With the Sensex having rallied swiftly by 4,180 points or 10.6% in a matter of 14 trading sessions, there is always a possibility of some profit-booking, and thus a dip in the market — but that does not mean it will not achieve new highs. In fact, dips should be utilised to invest further.

C J George, MD, Geojit Financial Services, said, “We are advising our clients to not get carried away by the exuberance and, instead of chasing the rally, they should chase quality companies or invest through mutual funds.”

Caution is necessary, however, for investors who are nearing retirement, and who cannot afford to remain invested for much longer. They would do well to book some profits at these levels, and start parking them in safe debt instruments.

And even they should not pull out all their equity investments. Given the average longevity, if someone is 55 years old, they may start booking profits on some investments that may be critical for the post-retirement monthly income, and leave the rest for another 10 years or 15 years, and withdraw when they turn, say, 65 or 70, depending on the need.

Those who have been looking to book some profits to utilise the money for any of their financial goals can do so at this time as the markets are trading high.

It is important to understand that interest rates are certainly not going to go into double digits, and so equities could be the best bet for protection against inflation.

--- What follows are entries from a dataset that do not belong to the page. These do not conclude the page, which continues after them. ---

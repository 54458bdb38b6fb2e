//! Wingbox station grid and boundary conditions.

use crate::geometry::{WingPlanform, WingboxLayout};
use crate::types::{Point3, linear_edge};

/// Extent of a rib boundary condition.
#[derive(Clone, Copy, Debug, PartialEq, Eq)]
pub enum BcExtent {
    /// Every node of the rib panel.
    All,
    /// The rib panel's perimeter nodes.
    Edge,
}

/// A boundary condition attached to one rib.
#[derive(Clone, Debug, PartialEq, Eq)]
pub struct RibBoundaryCondition {
    /// Rib station index.
    pub rib: usize,
    /// Which nodes of the rib the constraint covers.
    pub extent: BcExtent,
    /// Constrained DOF digits in Nastran convention (1-6).
    pub dofs: String,
}

/// The (ribs x spars) coordinate matrix of the wingbox.
///
/// Rib stations run root to side-of-body then side-of-body to tip along
/// the spar lines; chordwise rows are linear edges between the spars.
/// All ribs are kept and only the first and last spar rows carry webs
/// (the benchmark has exactly two spars, so nothing is blanked).
#[derive(Clone, Debug)]
pub struct WingboxGrid {
    /// Number of rib stations (columns).
    pub n_ribs: usize,
    /// Number of spar rows.
    pub n_spars: usize,
    /// Rib column index count of the centre body; the side-of-body rib
    /// is column `n_break - 1`.
    pub n_break: usize,
    /// Semi-span of the planform the grid was built on.
    pub semi_span: f64,
    /// Station coordinates, spar row fastest.
    stations: Vec<Point3>,
    /// DOF digits of the symmetry constraint at the root rib.
    sym_dofs: String,
    /// DOF digits of the side-of-body support constraint.
    sob_dofs: String,
}

impl WingboxGrid {
    /// Build the station matrix from a planform and wingbox layout.
    pub fn new(planform: &WingPlanform, wingbox: &WingboxLayout) -> Self {
        let spars = wingbox.spar_coords(planform);
        let n_ribs = wingbox.num_ribs();
        let n_spars = wingbox.num_spars;
        let n_break = wingbox.num_ribs_centrebody;

        // Rib stations along each spar line: root -> SOB, then SOB -> tip
        // sharing the SOB station
        let mut le_stations = linear_edge(spars.le[0], spars.le[1], n_break);
        le_stations.extend(
            linear_edge(spars.le[1], spars.le[2], n_ribs - n_break + 1)
                .into_iter()
                .skip(1),
        );
        let mut te_stations = linear_edge(spars.te[0], spars.te[1], n_break);
        te_stations.extend(
            linear_edge(spars.te[1], spars.te[2], n_ribs - n_break + 1)
                .into_iter()
                .skip(1),
        );

        // Chordwise rows between the spar lines
        let mut stations = Vec::with_capacity(n_ribs * n_spars);
        for i in 0..n_ribs {
            stations.extend(linear_edge(le_stations[i], te_stations[i], n_spars));
        }

        // DOF digit strings from the axis convention: the root rib is
        // pinned in the symmetry set (span translation plus chordwise and
        // vertical rotations), the SOB rib edge in the in-plane
        // translations
        let frame = planform.frame;
        let mut sym: Vec<usize> = vec![
            frame.span.index() + 1,
            frame.chord.index() + 4,
            frame.vertical.index() + 4,
        ];
        sym.sort_unstable();
        let mut sob: Vec<usize> = vec![frame.chord.index() + 1, frame.vertical.index() + 1];
        sob.sort_unstable();

        Self {
            n_ribs,
            n_spars,
            n_break,
            semi_span: planform.semi_span,
            stations,
            sym_dofs: sym.iter().map(usize::to_string).collect(),
            sob_dofs: sob.iter().map(usize::to_string).collect(),
        }
    }

    /// Station coordinate at (rib column, spar row).
    pub fn station(&self, rib: usize, spar: usize) -> Point3 {
        debug_assert!(rib < self.n_ribs && spar < self.n_spars);
        self.stations[rib * self.n_spars + spar]
    }

    /// Whether the rib at the given column is kept (all ribs are).
    pub fn rib_kept(&self, rib: usize) -> bool {
        debug_assert!(rib < self.n_ribs);
        true
    }

    /// Whether the spar row carries a web: only the first and last rows.
    pub fn spar_kept(&self, spar: usize) -> bool {
        debug_assert!(spar < self.n_spars);
        spar == 0 || spar == self.n_spars - 1
    }

    /// The rib boundary conditions: root rib fully pinned in the symmetry
    /// DOF set, side-of-body rib edge held in the in-plane translations.
    pub fn boundary_conditions(&self) -> Vec<RibBoundaryCondition> {
        vec![
            RibBoundaryCondition {
                rib: 0,
                extent: BcExtent::All,
                dofs: self.sym_dofs.clone(),
            },
            RibBoundaryCondition {
                rib: self.n_break - 1,
                extent: BcExtent::Edge,
                dofs: self.sob_dofs.clone(),
            },
        ]
    }
}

What are the concerns to keep in mind?

Even as three vaccines have reported high efficacy in phase 3 trials, and are expected to be made available over the next couple of months, many feel that the impact in India will be slow in comparison to low-population countries, as it will take a longer time to cover the massive population. There are also concerns over the pace of economic recovery, as India is among the countries hardest hit by Covid-19 in terms of economy.

While the markets have had a significant rally, George said, “I do not see that the economy will jump in the immediate future to justify the market levels… However, FPIs are taking a call on the Indian economy and investing in the market.”

In fact, a report by Oxford Economics on Thursday said that India’s growth equilibrium will worsen over the medium term, and potential growth would average at 4.5% over 2020-25, as opposed to its pre-coronavirus forecast of 6.5.